Relationship between solid state structure and solution stability of copper(ii)–hydroxypyridinecarboxylate complexes

Abstract

The complementary solid state/solution studies of the systematic series of bioactive ligands 3-hydroxy-1-methyl-4-pyridinecarboxylate (L1), 3-hydroxy-1,2,6-trimethyl-4-pyridinecarboxylate (L2), 4-hydroxy-1-methyl-3-pyridinecarboxylate (L3), 4-hydroxy-1,6-dimethyl-3-pyridinecarboxylate (L4), 4-hydroxy-1-(2-hydroxyethyl)-6-methyl-3-pyridinecarboxylate (L5) and 4-hydroxy-1-(2-carboxyethyl)-6-methyl-3-pyridinecarboxylate (L6) with copper(II) have been performed in order to design efficient chelating drugs for the treatment of metal overloading conditions. Single crystals of [Cu(L1)₂(H₂O)]·3H₂O (1) (monomer) with axial water coordination, [Cu₂(L2)₄]·6H₂O (2) and [Cu₂(L3)₄]·4H₂O (3) (cyclic dimers), where pyridinolato and carboxylato oxygens, respectively, act as linkers between adjacent copper complexes, [Cu(L4)₂]_n·3H₂O (4) (1D polymer) and [Cu₃(L5)₆]·18H₂O (5) (trimer), constructed using two square-pyramidal and one elongated octahedral Cu(II) complexes have been determined by SXRD. The bidentate coordination mode of the ligands has been found preferentially with cis arrangements in 1 and 2 and trans arrangements in 3–5. The solution speciation and complex stability of aqueous solutions have been studied by pH-dependent electron paramagnetic resonance spectroscopy resulting in the detection of solely monomeric [CuL]⁺ and [CuL₂] complexes.
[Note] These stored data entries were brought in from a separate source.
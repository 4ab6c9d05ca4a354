//! Playback descriptor lookup and the HTTP clients built from configuration.
use reqwest::blocking::Client;
use reqwest::header::{self, HeaderMap, HeaderValue};
use serde::{Deserialize, Serialize};

use crate::config::Config;
use crate::error::{Error, Result, Step};
use crate::license::{LicenseClient, LicenseExchange};

/// Webplayback endpoint returning playback descriptors.
pub const WEBPLAYBACK_URL: &str = "https://play.itunes.apple.com/WebObjects/MZPlay.woa/wa/webPlayback";

/// Flavor of the only audio asset this crate can decrypt.
pub const AUDIO_FLAVOR: &str = "28:ctrp256";

const ORIGIN: &str = "https://music.apple.com";
const REFERER: &str = "https://music.apple.com/";
const USER_AGENT: &str = "Mozilla/5.0 (Windows NT 10.0; Win64; x64) AppleWebKit/537.36 (KHTML, like Gecko) Chrome/110.0.0.0 Safari/537.36";

#[derive(Debug, Deserialize)]
struct WebPlaybackResponse {
    #[serde(rename = "songList", default)]
    song_list: Vec<PlaybackDescriptor>,
    #[serde(rename = "failureType")]
    failure_type: Option<serde_json::Value>,
    #[serde(rename = "customerMessage")]
    customer_message: Option<String>,
}

/// Playback information for one catalog item.
#[derive(Debug, Clone, Default, Deserialize)]
pub struct PlaybackDescriptor {
    /// Master playlist of a video.
    #[serde(rename = "hls-playlist-url")]
    pub hls_playlist_url: Option<String>,
    /// License URL scoped to this playback session.
    #[serde(rename = "hls-key-server-url")]
    pub hls_key_server_url: Option<String>,
    /// Encoded audio variants.
    #[serde(default)]
    pub assets: Vec<Asset>,
}

/// One encoded variant of an audio item.
#[derive(Debug, Clone, Deserialize, Serialize)]
pub struct Asset {
    pub flavor: String,
    #[serde(rename = "URL")]
    pub url: String,
    #[serde(default)]
    pub metadata: AssetMetadata,
}

#[derive(Debug, Clone, Default, Deserialize, Serialize)]
pub struct AssetMetadata {
    #[serde(rename = "discCount", default)]
    pub disc_count: Option<u32>,
}

/// What a descriptor offers, decided once per acquisition.
#[derive(Debug, Clone)]
pub enum PlaybackAsset {
    Video { playlist_url: String },
    Audio(Asset),
    /// Nothing streamable; the item is skipped.
    Unavailable,
}

impl PlaybackDescriptor {
    /// Classify the descriptor.
    ///
    /// An audio asset list without the [`AUDIO_FLAVOR`] variant is a content
    /// error, not an unavailable item.
    pub fn asset(&self, asset_id: &str) -> Result<PlaybackAsset> {
        if let Some(url) = &self.hls_playlist_url {
            return Ok(PlaybackAsset::Video {
                playlist_url: url.clone(),
            });
        }
        if self.assets.is_empty() {
            return Ok(PlaybackAsset::Unavailable);
        }
        self.assets
            .iter()
            .find(|asset| asset.flavor == AUDIO_FLAVOR)
            .cloned()
            .map(PlaybackAsset::Audio)
            .ok_or_else(|| Error::content(asset_id, format!("Failed to find {} asset", AUDIO_FLAVOR)))
    }

    pub fn license_url(&self, asset_id: &str) -> Result<&str> {
        self.hls_key_server_url
            .as_deref()
            .filter(|url| !url.is_empty())
            .ok_or_else(|| Error::protocol(asset_id, Step::WebPlayback, "missing hls-key-server-url"))
    }
}

/// Catalog-side calls made during an acquisition.
pub trait CatalogApi: Send + Sync {
    type License: LicenseExchange;

    fn web_playback(&self, asset_id: &str) -> Result<PlaybackDescriptor>;

    fn fetch_playlist(&self, asset_id: &str, url: &str) -> Result<Vec<u8>>;

    /// License client bound to the license URL of one acquisition.
    fn license_client(&self, license_url: &str) -> Self::License;
}

/// HTTP implementation of [`CatalogApi`].
#[derive(Debug, Clone)]
pub struct PlaybackClient {
    api: Client,
    cdn: Client,
    webplayback_url: String,
}

impl PlaybackClient {
    pub fn new(config: &Config) -> Result<Self> {
        let mut headers = HeaderMap::new();
        headers.insert(header::ACCEPT, HeaderValue::from_static("application/json"));
        headers.insert(header::ORIGIN, HeaderValue::from_static(ORIGIN));
        headers.insert(header::REFERER, HeaderValue::from_static(REFERER));
        headers.insert(
            header::CONTENT_TYPE,
            HeaderValue::from_static("application/json;charset=utf-8"),
        );
        headers.insert(
            header::AUTHORIZATION,
            header_value(&format!("Bearer {}", config.access_token))?,
        );
        headers.insert("media-user-token", header_value(&config.media_user_token)?);

        let api = Client::builder()
            .user_agent(USER_AGENT)
            .default_headers(headers)
            .timeout(config.timeout())
            .build()
            .map_err(|e| Error::Other(format!("Failed to build HTTP client: {}", e)))?;
        let cdn = Client::builder()
            .user_agent(USER_AGENT)
            .timeout(config.timeout())
            .build()
            .map_err(|e| Error::Other(format!("Failed to build HTTP client: {}", e)))?;

        Ok(Self {
            api,
            cdn,
            webplayback_url: WEBPLAYBACK_URL.to_string(),
        })
    }

    /// Point webplayback requests somewhere else.
    pub fn with_webplayback_url(mut self, url: impl Into<String>) -> Self {
        self.webplayback_url = url.into();
        self
    }
}

fn header_value(value: &str) -> Result<HeaderValue> {
    HeaderValue::from_str(value).map_err(|e| Error::Other(format!("Invalid header value: {}", e)))
}

impl CatalogApi for PlaybackClient {
    type License = LicenseClient;

    fn web_playback(&self, asset_id: &str) -> Result<PlaybackDescriptor> {
        info!("[{}] Getting webplayback", asset_id);
        let response = self
            .api
            .post(&self.webplayback_url)
            .json(&serde_json::json!({ "salableAdamId": asset_id }))
            .send()
            .map_err(|e| Error::transport(asset_id, Step::WebPlayback, e))?;

        let status = response.status();
        let body = response
            .text()
            .map_err(|e| Error::transport(asset_id, Step::WebPlayback, e))?;
        if !status.is_success() {
            error!("[{}] [{}] webplayback: {}", asset_id, status.as_u16(), body);
            return Err(Error::status(asset_id, Step::WebPlayback, status.as_u16(), body));
        }
        decode_web_playback(asset_id, &body)
    }

    fn fetch_playlist(&self, asset_id: &str, url: &str) -> Result<Vec<u8>> {
        trace!("[{}] GET {}", asset_id, url);
        let response = self
            .cdn
            .get(url)
            .send()
            .map_err(|e| Error::transport(asset_id, Step::Playlist, e))?;
        let status = response.status();
        if !status.is_success() {
            let body = response.text().unwrap_or_default();
            return Err(Error::status(asset_id, Step::Playlist, status.as_u16(), body));
        }
        let bytes = response
            .bytes()
            .map_err(|e| Error::transport(asset_id, Step::Playlist, e))?;
        Ok(bytes.to_vec())
    }

    fn license_client(&self, license_url: &str) -> LicenseClient {
        LicenseClient::new(self.api.clone(), license_url)
    }
}

fn decode_web_playback(asset_id: &str, body: &str) -> Result<PlaybackDescriptor> {
    let response: WebPlaybackResponse = serde_json::from_str(body)
        .map_err(|e| Error::protocol(asset_id, Step::WebPlayback, format!("invalid JSON: {}", e)))?;

    if response.failure_type.is_some() {
        let message = response
            .customer_message
            .unwrap_or_else(|| "Unable to get webplayback".to_string());
        return Err(Error::protocol(asset_id, Step::WebPlayback, message));
    }

    response
        .song_list
        .into_iter()
        .next()
        .ok_or_else(|| Error::protocol(asset_id, Step::WebPlayback, "empty songList"))
}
The stability order obtained for the [CuL]⁺ complexes could be correlated with the deprotonation constants of their hydroxyl group (log β_LH) reflecting that the higher acidity increases the complex stability in the order L2 < L1 ≈ L6 < L4 ≈ L5 < L3. This stability order elucidates the different axial linkers in the cyclic dimers 2 and 3. DFT quantum-chemical calculations support the effect of the electron distribution on the established stability order.